Позади стоял Вадим, его черная шевелюра была припорошена снегом. Он улыбался Карине во все тридцать два зуба.
– Кого я вижу! – Вадим театрально развел руками. – Соседка! Послушать нас пришла?
– Работать, – коротко ответила Карина.
– Работать? – изумился Вадим. – Кем?
– Концертмейстером.
– Вот блин! Это значит, вместо Маргариты. Молодец Ляшко, подсуетился. Ну что ж, рад вас видеть, коллега! – Он шутливо раскланялся и пожал ее руку. – Бульдозер-то уже видела? Познакомились?
– Какой бульдозер? – не поняла Карина.
– Ну это у хорички прозвище такое – Любаша-Бульдозер. Тебе Олежка не рассказывал?
– Нет.
– Шибко напирать любит, вот ее так и прозвали. – Вадим засмеялся и принялся отряхивать футляр. – Ладно, не дрейфь. – Он весело подмигнул. – Ни пуха.
– К черту, – машинально сказала опешившая Карина.
Камерный зал оказался небольшой комнатой со стоящими у стены хоровыми станками и припертым к самому окну стареньким черным пианино. Рядом на низеньком круглом столике громоздилась огромная стопка нот.
Карина протиснулась к инструменту, открыла крышку, взяла наугад первое, что попалось под руку – «Ораторию» Генделя.
Едва она сыграла два первых номера, дверь распахнулась, и на пороге появилась необъятных размеров краснолицая тетка в черном кожаном плаще с пышным меховым воротником.
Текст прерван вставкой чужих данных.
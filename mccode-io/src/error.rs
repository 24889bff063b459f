//! I/O error types.

use std::path::PathBuf;
use thiserror::Error;

/// Result type for I/O operations.
pub type Result<T> = std::result::Result<T, Error>;

/// I/O error types.
#[derive(Error, Debug)]
pub enum Error {
    /// Input path does not exist.
    #[error("source file does not exist: {}", .0.display())]
    NotFound(PathBuf),

    /// Input path exists but is not a regular file.
    #[error("{} does not name a valid file", .0.display())]
    NotAFile(PathBuf),

    /// File I/O error.
    #[error("I/O error: {0}")]
    Io(#[from] std::io::Error),

    /// JSON serialization error.
    #[error("JSON error: {0}")]
    Json(#[from] serde_json::Error),

    /// Core library error.
    #[error("core error: {0}")]
    CoreError(#[from] mccode_core::Error),
}
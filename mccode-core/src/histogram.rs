//! Histogram payloads for the `hs00`/`hs01` streaming schemas.

use crate::datfile::{DatFile, HistogramSource};
use crate::dims::DimensionDescriptor;
use crate::Result;
use ndarray::ArrayD;
use std::time::{SystemTime, UNIX_EPOCH};

#[cfg(feature = "serde")]
use serde::{Deserialize, Serialize, Serializer};

/// Variable holding the histogram counts.
pub const SIGNAL: &str = "I";
/// Variable holding the count errors.
pub const SIGNAL_ERROR: &str = "I_err";
/// Variable holding the monitor counts used for normalisation.
pub const MONITOR: &str = "N";

/// Streaming histogram schema.
#[derive(Debug, Clone, Copy, Default, PartialEq, Eq)]
#[cfg_attr(feature = "serde", derive(Serialize, Deserialize))]
#[cfg_attr(feature = "serde", serde(rename_all = "lowercase"))]
pub enum Schema {
    /// Unsigned integer types only.
    #[default]
    Hs00,
    /// Signed integer types allowed.
    Hs01,
}

impl Schema {
    /// Module identifier used by the file writer.
    #[must_use]
    pub fn as_str(self) -> &'static str {
        match self {
            Self::Hs00 => "hs00",
            Self::Hs01 => "hs01",
        }
    }
}

/// Options for building a payload.
#[derive(Clone, Debug, Default, PartialEq, Eq)]
pub struct PayloadOptions {
    /// Source name; defaults to the file path.
    pub source: Option<String>,
    /// Free-text information attached to the message.
    pub info: Option<String>,
    /// Timestamp in nanoseconds since the epoch; defaults to now.
    pub timestamp: Option<u64>,
    /// Divide counts and errors by the monitor counts.
    pub normalise: bool,
}

impl PayloadOptions {
    /// Creates options with default values.
    #[must_use]
    pub fn new() -> Self {
        Self::default()
    }

    /// Set the source name.
    #[must_use]
    pub fn with_source(mut self, source: impl Into<String>) -> Self {
        self.source = Some(source.into());
        self
    }

    /// Set the info text.
    #[must_use]
    pub fn with_info(mut self, info: impl Into<String>) -> Self {
        self.info = Some(info.into());
        self
    }

    /// Set the timestamp.
    #[must_use]
    pub fn with_timestamp(mut self, timestamp: u64) -> Self {
        self.timestamp = Some(timestamp);
        self
    }

    /// Set monitor normalisation.
    #[must_use]
    pub fn with_normalise(mut self, normalise: bool) -> Self {
        self.normalise = normalise;
        self
    }
}

/// Histogram ready for serialisation as a streaming message.
#[derive(Debug, Clone, PartialEq)]
#[cfg_attr(feature = "serde", derive(Serialize))]
pub struct HistogramPayload {
    pub source: String,
    pub timestamp: u64,
    #[cfg_attr(feature = "serde", serde(skip_serializing_if = "Option::is_none"))]
    pub info: Option<String>,
    #[cfg_attr(feature = "serde", serde(serialize_with = "serialize_flat"))]
    pub data: ArrayD<f64>,
    #[cfg_attr(feature = "serde", serde(serialize_with = "serialize_flat"))]
    pub errors: ArrayD<f64>,
    pub current_shape: Vec<usize>,
    pub dim_metadata: Vec<DimensionDescriptor>,
}

/// Arrays are written flat in row-major order; `current_shape` carries the shape.
#[cfg(feature = "serde")]
fn serialize_flat<S: Serializer>(array: &ArrayD<f64>, serializer: S) -> std::result::Result<S::Ok, S::Error> {
    serializer.collect_seq(array.iter())
}

/// Builds the payload for any parsed histogram.
///
/// With `normalise`, bins where the monitor count is zero become `inf` or
/// `NaN`; that marks "no counts" and is not an error.
///
/// # Errors
/// Returns an error if `I`, `I_err` (or `N` when normalising) are not
/// variables of the file, or its axis metadata is invalid.
pub fn build_payload<S: HistogramSource + ?Sized>(
    file: &S,
    options: &PayloadOptions,
) -> Result<HistogramPayload> {
    let signal = file.variable(SIGNAL)?;
    let signal_error = file.variable(SIGNAL_ERROR)?;

    let (data, errors) = if options.normalise {
        let monitor = file.variable(MONITOR)?;
        (&signal / &monitor, &signal_error / &monitor)
    } else {
        (signal.to_owned(), signal_error.to_owned())
    };

    Ok(HistogramPayload {
        source: options
            .source
            .clone()
            .filter(|source| !source.is_empty())
            .unwrap_or_else(|| file.header().source().display().to_string()),
        timestamp: options.timestamp.unwrap_or_else(now_in_ns_since_epoch),
        info: options.info.clone().filter(|info| !info.is_empty()),
        current_shape: data.shape().to_vec(),
        dim_metadata: file.dim_metadata()?,
        data,
        errors,
    })
}

impl DatFile {
    /// Builds a payload for the given schema.
    ///
    /// Both schemas carry the same content: values are always `f64`.
    ///
    /// # Errors
    /// See [`build_payload`].
    pub fn to_payload(&self, schema: Schema, options: &PayloadOptions) -> Result<HistogramPayload> {
        log::debug!(
            "building {} payload from {}",
            schema.as_str(),
            self.header().source().display()
        );
        build_payload(self, options)
    }
}

/// Current time in nanoseconds since the Unix epoch.
#[must_use]
pub fn now_in_ns_since_epoch() -> u64 {
    SystemTime::now()
        .duration_since(UNIX_EPOCH)
        .map_or(0, |elapsed| u64::try_from(elapsed.as_nanos()).unwrap_or(u64::MAX))
}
– О! – Увидев Карину, тетка остановилась как вкопанная. – Никак сподобились найти пианистку! Слава тебе, господи! – Она размашисто перекрестилась, шумно протопала в комнату и принялась раздеваться.
Под плащом ее телеса оказались еще внушительней. Могучую грудь туго обтягивало черное декольтированное платье, на массивной шее висели крупные янтарные бусы.
– Будем знакомы, я – Любовь Константиновна. – Краснолицая приблизилась к фортепьяно.
– Карина, – представилась та.
Теперь прозвище «Бульдозер» не казалось ей странным, наоборот, оно как нельзя лучше подходило к колоритной внешности хормейстерши.
– Представить себе не можешь, как я замучилась с этим идиотами, – пожаловалась Любовь Константиновна, перекладывая ноты. – Только и делаю, что ношусь от инструмента то к альтам, то к тенорам. Не поверишь, похудела за последние две недели, как Ритку в больницу забрали. – Она наконец выудила из стопки толстенный сборник и протянула его Карине. – Давай вот это.
Карина взглянула на название – Бах «Страсти по Матфею». Открыла первую страницу, и в глазах почернело от обилия мелких нотных значков.
И это она должна играть прямо сейчас, без репетиции?
Краснолицая выжидающе смотрела на Карину, опершись мощным торсом о бок пианино. Та тихонько вздохнула, положила руки на клавиши и заиграла.
Хоричка согласно кивала в такт, иногда делая знак чуть ускорить или замедлить.
– Форте, здесь форте. А тут меццо пьяно. Так, да, еще тише и сдержанней. А здесь сразу вперед, живей.
Они прошли страниц десять. У Карины от напряженного вглядывания в текст слегка саднило глаза.